Tried and true mechanics of tactical RPG’s are hard to change, but in no way is that bad. Valkyria Chronicles does manage to do a few things differently from it’s predecessors however. The first major change comes in the ‘let’s up the challenge” style. This is the first installment that allows units, on both friendly and enemy, to attack when it’s not their turn. This mean positioning characters after an offensive and navigating the field are even more critical then ever. Simply put, if the unit is within range it will be attacked by other units out of turn. This brings the level of strategy necessary to an even higher level. The second major update is the addition of the new Grenadier class. The Grenadier can launch grenades significantly far and do a significant amount of damage at the same time.
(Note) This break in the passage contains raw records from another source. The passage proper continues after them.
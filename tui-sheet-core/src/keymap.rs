//! Key bindings for navigating and tapping sheet rows

use std::collections::HashMap;

use crossterm::event::{KeyCode, KeyEvent, KeyModifiers};
use serde::{Deserialize, Serialize};

use crate::error::Result;

/// Commands a presented sheet understands
#[derive(Debug, Clone, Copy, PartialEq, Eq, Hash, Serialize, Deserialize)]
#[serde(rename_all = "snake_case")]
pub enum SheetCommand {
    /// Highlight the next tappable row
    Next,
    /// Highlight the previous tappable row
    Previous,
    /// Highlight the first tappable row
    First,
    /// Highlight the last tappable row
    Last,
    /// Tap the highlighted row
    Select,
    /// Tap the cancel button, or close the sheet if it has none
    Cancel,
}

impl SheetCommand {
    pub fn all() -> &'static [SheetCommand] {
        &[
            SheetCommand::Next,
            SheetCommand::Previous,
            SheetCommand::First,
            SheetCommand::Last,
            SheetCommand::Select,
            SheetCommand::Cancel,
        ]
    }
}

/// Mapping from sheet commands to key strings
///
/// Serializes as a JSON object of command name to key list:
///
/// ```
/// use tui_sheet_core::keymap::{Keymap, SheetCommand};
/// use tui_sheet_core::testing::key;
///
/// let user = Keymap::from_json(r#"{ "select": ["space"] }"#).unwrap();
/// let keymap = Keymap::merge(Keymap::default(), user);
///
/// assert_eq!(keymap.command_for(key("space")), Some(SheetCommand::Select));
/// assert_eq!(keymap.command_for(key("j")), Some(SheetCommand::Next));
/// assert_eq!(keymap.command_for(key("enter")), None);
/// ```
#[derive(Debug, Clone, PartialEq, Eq, Serialize, Deserialize)]
#[serde(transparent)]
pub struct Keymap {
    bindings: HashMap<SheetCommand, Vec<String>>,
}

impl Default for Keymap {
    fn default() -> Self {
        let mut keymap = Self::empty();
        keymap.bind(SheetCommand::Next, ["j", "down", "tab"]);
        keymap.bind(SheetCommand::Previous, ["k", "up", "shift+tab"]);
        keymap.bind(SheetCommand::First, ["g", "home"]);
        keymap.bind(SheetCommand::Last, ["shift+g", "end"]);
        keymap.bind(SheetCommand::Select, ["enter"]);
        keymap.bind(SheetCommand::Cancel, ["esc", "q"]);
        keymap
    }
}

impl Keymap {
    /// Keymap with no bindings
    pub fn empty() -> Self {
        Self {
            bindings: HashMap::new(),
        }
    }

    pub fn from_json(json: &str) -> Result<Self> {
        Ok(serde_json::from_str(json)?)
    }

    /// Replace the keys bound to a command
    pub fn bind<I, S>(&mut self, command: SheetCommand, keys: I)
    where
        I: IntoIterator<Item = S>,
        S: Into<String>,
    {
        self.bindings
            .insert(command, keys.into_iter().map(Into::into).collect());
    }

    pub fn keys(&self, command: SheetCommand) -> &[String] {
        self.bindings.get(&command).map_or(&[], Vec::as_slice)
    }

    /// Command bound to a key event, if any
    pub fn command_for(&self, key: KeyEvent) -> Option<SheetCommand> {
        SheetCommand::all()
            .iter()
            .copied()
            .find(|command| self.keys(*command).iter().any(|k| key_matches(k, &key)))
    }

    /// First key bound to a command, formatted for a hint line
    pub fn hint(&self, command: SheetCommand) -> Option<String> {
        self.keys(command)
            .first()
            .map(|k| format_key_for_display(k))
    }

    /// Merge user config onto defaults - user config overrides defaults
    pub fn merge(mut defaults: Self, user: Self) -> Self {
        for (command, keys) in user.bindings {
            defaults.bindings.insert(command, keys);
        }
        defaults
    }
}

fn key_matches(binding: &str, key: &KeyEvent) -> bool {
    let Some(parsed) = parse_key_string(binding) else {
        return false;
    };
    // Character keys compare case-insensitively; terminals disagree on
    // whether shift+g arrives as 'g' or 'G' with SHIFT set.
    let codes_match = match (&parsed.code, &key.code) {
        (KeyCode::Char(c1), KeyCode::Char(c2)) => c1.eq_ignore_ascii_case(c2),
        _ => parsed.code == key.code,
    };
    codes_match && parsed.modifiers == key.modifiers
}

/// Parse a key string like "q", "esc", "ctrl+p", "shift+tab" into a KeyEvent
pub fn parse_key_string(key_str: &str) -> Option<KeyEvent> {
    let key_str = key_str.trim().to_lowercase();

    if key_str.is_empty() {
        return None;
    }

    if key_str == "shift+tab" || key_str == "backtab" {
        return Some(KeyEvent::new(KeyCode::BackTab, KeyModifiers::SHIFT));
    }

    let parts: Vec<&str> = key_str.split('+').collect();
    let mut modifiers = KeyModifiers::empty();
    let key_part = parts.last()?.trim();

    for part in &parts[..parts.len() - 1] {
        match part.trim() {
            "ctrl" | "control" => modifiers |= KeyModifiers::CONTROL,
            "shift" => modifiers |= KeyModifiers::SHIFT,
            "alt" => modifiers |= KeyModifiers::ALT,
            _ => {}
        }
    }

    let code = match key_part {
        "esc" | "escape" => KeyCode::Esc,
        "enter" | "return" => KeyCode::Enter,
        "tab" => KeyCode::Tab,
        "backspace" => KeyCode::Backspace,
        "up" => KeyCode::Up,
        "down" => KeyCode::Down,
        "left" => KeyCode::Left,
        "right" => KeyCode::Right,
        "home" => KeyCode::Home,
        "end" => KeyCode::End,
        "pageup" => KeyCode::PageUp,
        "pagedown" => KeyCode::PageDown,
        "space" => KeyCode::Char(' '),
        c if c.chars().count() == 1 => KeyCode::Char(c.chars().next()?),
        _ => return None,
    };

    Some(KeyEvent::new(code, modifiers))
}

/// Format a key string for display (e.g., "ctrl+p" -> "^P", "esc" -> "Esc")
pub fn format_key_for_display(key_str: &str) -> String {
    let key_str = key_str.trim().to_lowercase();

    if key_str == "shift+tab" || key_str == "backtab" {
        return "Shift+Tab".to_string();
    }

    let parts: Vec<&str> = key_str.split('+').collect();
    let key_part = parts.last().copied().unwrap_or(key_str.as_str());
    let mut prefix = String::new();
    for part in &parts[..parts.len().saturating_sub(1)] {
        match part.trim() {
            "ctrl" | "control" => prefix.push('^'),
            "shift" => prefix.push_str("Shift+"),
            "alt" => prefix.push_str("Alt+"),
            _ => {}
        }
    }

    let key_display = match key_part {
        "esc" | "escape" => "Esc".to_string(),
        "enter" | "return" => "Enter".to_string(),
        "tab" => "Tab".to_string(),
        "up" => "↑".to_string(),
        "down" => "↓".to_string(),
        "home" => "Home".to_string(),
        "end" => "End".to_string(),
        "space" => "Space".to_string(),
        c if prefix.starts_with('^') => c.to_uppercase(),
        c => c.to_string(),
    };

    format!("{}{}", prefix, key_display)
}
Fans of tactical RPG’s will find these new inclusions incredibly fun, challenging, and strategy altering for sure. However, the lack of an autosave feature is still a major downfall. Very few things exist as infuriating as completing an hour and a half long mission just to have to repeat it. Part user error, part design flaw, but completely annoying.
There is something undeniably satisfying about playing games where the task is to outwit the enemy. This innate desire to be more intelligent than everyone else becomes even more apparent while navigating the battlefield. Valkyria Chronicles 4 does an excellent job of pacing the challenge, so every battle remains fun. Things get progressively harder, but Squad E gets equally better. By never forcing the player to feel unmatched in power, the focus remains on being more strategic. The humorous banter between characters and the graphic novel visuals further the entertainment. Seriously, how could anyone not hate to love Raz’s personality? Even with his frequent bone head decisions.
The game that long time fans of the series patiently waited for has arrived. Valkyria Chronicles 4 delivers exactly what the fans wanted. Could it use a little more to make things a tad bit more exciting? Possibly, regardless the game delivers. It does everything right that Valkyria Revolution did wrong without losing the few things Revolution did well. Fans of strategic RPG’s can comfortably place this amazing game alongside XCOM and Fire Emblem. As well as past games in the series. Valkyria Chronicles 4 tells a great story with fun gameplay nestled beside it.